** Input data **
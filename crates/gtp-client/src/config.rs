//! Engine client configuration.
//!
//! Settings can be built in code or loaded from a TOML file. Every field has
//! a default, so an empty file (or no file at all) is a valid configuration.

use gtp::coord::MAX_BOARD_SIZE;
use serde::{Deserialize, Serialize};
use std::path::{Path, PathBuf};
use std::time::Duration;
use thiserror::Error;

/// Errors that can occur when loading or validating configuration.
#[derive(Error, Debug)]
pub enum ConfigError {
    /// Failed to read the configuration file from disk.
    #[error("Failed to read config file: {0}")]
    ReadError(#[from] std::io::Error),
    /// Failed to parse the configuration file as valid TOML.
    #[error("Failed to parse config: {0}")]
    ParseError(#[from] toml::de::Error),
    /// A setting is out of range.
    #[error("Invalid config: {0}")]
    Invalid(String),
}

/// Poll intervals and bounds used when waiting on the engine.
///
/// All durations are in milliseconds.
#[derive(Debug, Deserialize, Serialize, Clone, Copy, PartialEq, Eq)]
#[serde(default)]
pub struct Timing {
    /// Pause after spawning before the first command.
    pub settle_delay_ms: u64,
    /// Sleep between reads while waiting for acknowledgments.
    pub ack_poll_interval_ms: u64,
    /// Total budget for one command's acknowledgments.
    pub command_timeout_ms: u64,
    /// Sleep between drains while the engine searches.
    pub analysis_poll_interval_ms: u64,
    /// Idle polls tolerated before a search is abandoned, on top of two per
    /// second of search time.
    pub idle_base_polls: u32,
    /// Wait for the summary block after the move appears.
    pub grace_period_ms: u64,
}

impl Default for Timing {
    fn default() -> Self {
        Self {
            settle_delay_ms: 2000,
            ack_poll_interval_ms: 100,
            command_timeout_ms: 20_000,
            analysis_poll_interval_ms: 1000,
            idle_base_polls: 20,
            grace_period_ms: 1000,
        }
    }
}

impl Timing {
    pub fn settle_delay(&self) -> Duration {
        Duration::from_millis(self.settle_delay_ms)
    }

    pub fn ack_poll_interval(&self) -> Duration {
        Duration::from_millis(self.ack_poll_interval_ms)
    }

    pub fn command_timeout(&self) -> Duration {
        Duration::from_millis(self.command_timeout_ms)
    }

    pub fn analysis_poll_interval(&self) -> Duration {
        Duration::from_millis(self.analysis_poll_interval_ms)
    }

    pub fn grace_period(&self) -> Duration {
        Duration::from_millis(self.grace_period_ms)
    }

    /// Consecutive idle polls allowed for a search of `search_seconds`.
    pub fn idle_poll_limit(&self, search_seconds: u32) -> u32 {
        self.idle_base_polls
            .saturating_add(search_seconds.saturating_mul(2))
    }
}

/// Configuration for one engine client.
#[derive(Debug, Deserialize, Serialize, Clone, PartialEq)]
#[serde(default)]
pub struct EngineConfig {
    /// Path to the engine executable.
    pub executable: PathBuf,
    /// Command-line arguments. The defaults put the engine in GTP mode and
    /// turn off pondering.
    pub args: Vec<String>,
    pub board_size: u8,
    /// White moves first on an empty board.
    pub handicap: bool,
    pub komi: f32,
    /// Search time per move in seconds.
    pub search_seconds: u32,
    /// Diagnostic volume for the command-line tool (0 = warnings only).
    pub verbosity: u8,
    pub timing: Timing,
}

impl Default for EngineConfig {
    fn default() -> Self {
        Self {
            executable: PathBuf::from("leela"),
            args: vec!["--gtp".to_string(), "--noponder".to_string()],
            board_size: 19,
            handicap: false,
            komi: 7.5,
            search_seconds: 10,
            verbosity: 0,
            timing: Timing::default(),
        }
    }
}

impl EngineConfig {
    /// Loads the configuration from `path`, falling back to defaults when the
    /// file does not exist.
    ///
    /// # Errors
    ///
    /// Returns [`ConfigError::ReadError`] if the file exists but cannot be read,
    /// [`ConfigError::ParseError`] if it contains invalid TOML, or
    /// [`ConfigError::Invalid`] if a value is out of range.
    pub fn load(path: impl AsRef<Path>) -> Result<Self, ConfigError> {
        let path = path.as_ref();
        let config: Self = if path.exists() {
            let content = std::fs::read_to_string(path)?;
            toml::from_str(&content)?
        } else {
            Self::default()
        };
        config.validate()?;
        Ok(config)
    }

    /// Checks values the engine or coordinate system cannot accept.
    pub fn validate(&self) -> Result<(), ConfigError> {
        if self.board_size == 0 || self.board_size > MAX_BOARD_SIZE {
            return Err(ConfigError::Invalid(format!(
                "board_size must be between 1 and {}, got {}",
                MAX_BOARD_SIZE, self.board_size
            )));
        }
        if self.timing.ack_poll_interval_ms == 0 || self.timing.analysis_poll_interval_ms == 0 {
            return Err(ConfigError::Invalid(
                "poll intervals must be non-zero".to_string(),
            ));
        }
        Ok(())
    }

    /// Search time handed to the engine: one second more than configured to
    /// absorb the engine's start-up lag.
    pub fn effective_search_seconds(&self) -> u32 {
        self.search_seconds.saturating_add(1)
    }
}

** Problem details **
Once you have read the records above, write them all out exactly.

** Task output **
filename crates/gtp-client/src/config.rs
//! Engine client configuration.
//!
//! Settings can be built in code or loaded from a TOML file. Every field has
//! a default, so an empty file (or no file at all) is a valid configuration.

use gtp::coord::MAX_BOARD_SIZE;
use serde::{Deserialize, Serialize};
use std::path::{Path, PathBuf};
use std::time::Duration;
use thiserror::Error;

/// Errors that can occur when loading or validating configuration.
#[derive(Error, Debug)]
pub enum ConfigError {
    /// Failed to read the configuration file from disk.
    #[error("Failed to read config file: {0}")]
    ReadError(#[from] std::io::Error),
    /// Failed to parse the configuration file as valid TOML.
    #[error("Failed to parse config: {0}")]
    ParseError(#[from] toml::de::Error),
    /// A setting is out of range.
    #[error("Invalid config: {0}")]
    Invalid(String),
}

/// Poll intervals and bounds used when waiting on the engine.
///
/// All durations are in milliseconds.
#[derive(Debug, Deserialize, Serialize, Clone, Copy, PartialEq, Eq)]
#[serde(default)]
pub struct Timing {
    /// Pause after spawning before the first command.
    pub settle_delay_ms: u64,
    /// Sleep between reads while waiting for acknowledgments.
    pub ack_poll_interval_ms: u64,
    /// Total budget for one command's acknowledgments.
    pub command_timeout_ms: u64,
    /// Sleep between drains while the engine searches.
    pub analysis_poll_interval_ms: u64,
    /// Idle polls tolerated before a search is abandoned, on top of two per
    /// second of search time.
    pub idle_base_polls: u32,
    /// Wait for the summary block after the move appears.
    pub grace_period_ms: u64,
}

impl Default for Timing {
    fn default() -> Self {
        Self {
            settle_delay_ms: 2000,
            ack_poll_interval_ms: 100,
            command_timeout_ms: 20_000,
            analysis_poll_interval_ms: 1000,
            idle_base_polls: 20,
            grace_period_ms: 1000,
        }
    }
}

impl Timing {
    pub fn settle_delay(&self) -> Duration {
        Duration::from_millis(self.settle_delay_ms)
    }

    pub fn ack_poll_interval(&self) -> Duration {
        Duration::from_millis(self.ack_poll_interval_ms)
    }

    pub fn command_timeout(&self) -> Duration {
        Duration::from_millis(self.command_timeout_ms)
    }

    pub fn analysis_poll_interval(&self) -> Duration {
        Duration::from_millis(self.analysis_poll_interval_ms)
    }

    pub fn grace_period(&self) -> Duration {
        Duration::from_millis(self.grace_period_ms)
    }

    /// Consecutive idle polls allowed for a search of `search_seconds`.
    pub fn idle_poll_limit(&self, search_seconds: u32) -> u32 {
        self.idle_base_polls
            .saturating_add(search_seconds.saturating_mul(2))
    }
}

/// Configuration for one engine client.
#[derive(Debug, Deserialize, Serialize, Clone, PartialEq)]
#[serde(default)]
pub struct EngineConfig {
    /// Path to the engine executable.
    pub executable: PathBuf,
    /// Command-line arguments. The defaults put the engine in GTP mode and
    /// turn off pondering.
    pub args: Vec<String>,
    pub board_size: u8,
    /// White moves first on an empty board.
    pub handicap: bool,
    pub komi: f32,
    /// Search time per move in seconds.
    pub search_seconds: u32,
    /// Diagnostic volume for the command-line tool (0 = warnings only).
    pub verbosity: u8,
    pub timing: Timing,
}

impl Default for EngineConfig {
    fn default() -> Self {
        Self {
            executable: PathBuf::from("leela"),
            args: vec!["--gtp".to_string(), "--noponder".to_string()],
            board_size: 19,
            handicap: false,
            komi: 7.5,
            search_seconds: 10,
            verbosity: 0,
            timing: Timing::default(),
        }
    }
}

impl EngineConfig {
    /// Loads the configuration from `path`, falling back to defaults when the
    /// file does not exist.
    ///
    /// # Errors
    ///
    /// Returns [`ConfigError::ReadError`] if the file exists but cannot be read,
    /// [`ConfigError::ParseError`] if it contains invalid TOML, or
    /// [`ConfigError::Invalid`] if a value is out of range.
    pub fn load(path: impl AsRef<Path>) -> Result<Self, ConfigError> {
        let path = path.as_ref();
        let config: Self = if path.exists() {
            let content = std::fs::read_to_string(path)?;
            toml::from_str(&content)?
        } else {
            Self::default()
        };
        config.validate()?;
        Ok(config)
    }

    /// Checks values the engine or coordinate system cannot accept.
    pub fn validate(&self) -> Result<(), ConfigError> {
        if self.board_size == 0 || self.board_size > MAX_BOARD_SIZE {
            return Err(ConfigError::Invalid(format!(
                "board_size must be between 1 and {}, got {}",
                MAX_BOARD_SIZE, self.board_size
            )));
        }
        if self.timing.ack_poll_interval_ms == 0 || self.timing.analysis_poll_interval_ms == 0 {
            return Err(ConfigError::Invalid(
                "poll intervals must be non-zero".to_string(),
            ));
        }
        Ok(())
    }

    /// Search time handed to the engine: one second more than configured to
    /// absorb the engine's start-up lag.
    pub fn effective_search_seconds(&self) -> u32 {
        self.search_seconds.saturating_add(1)
    }
}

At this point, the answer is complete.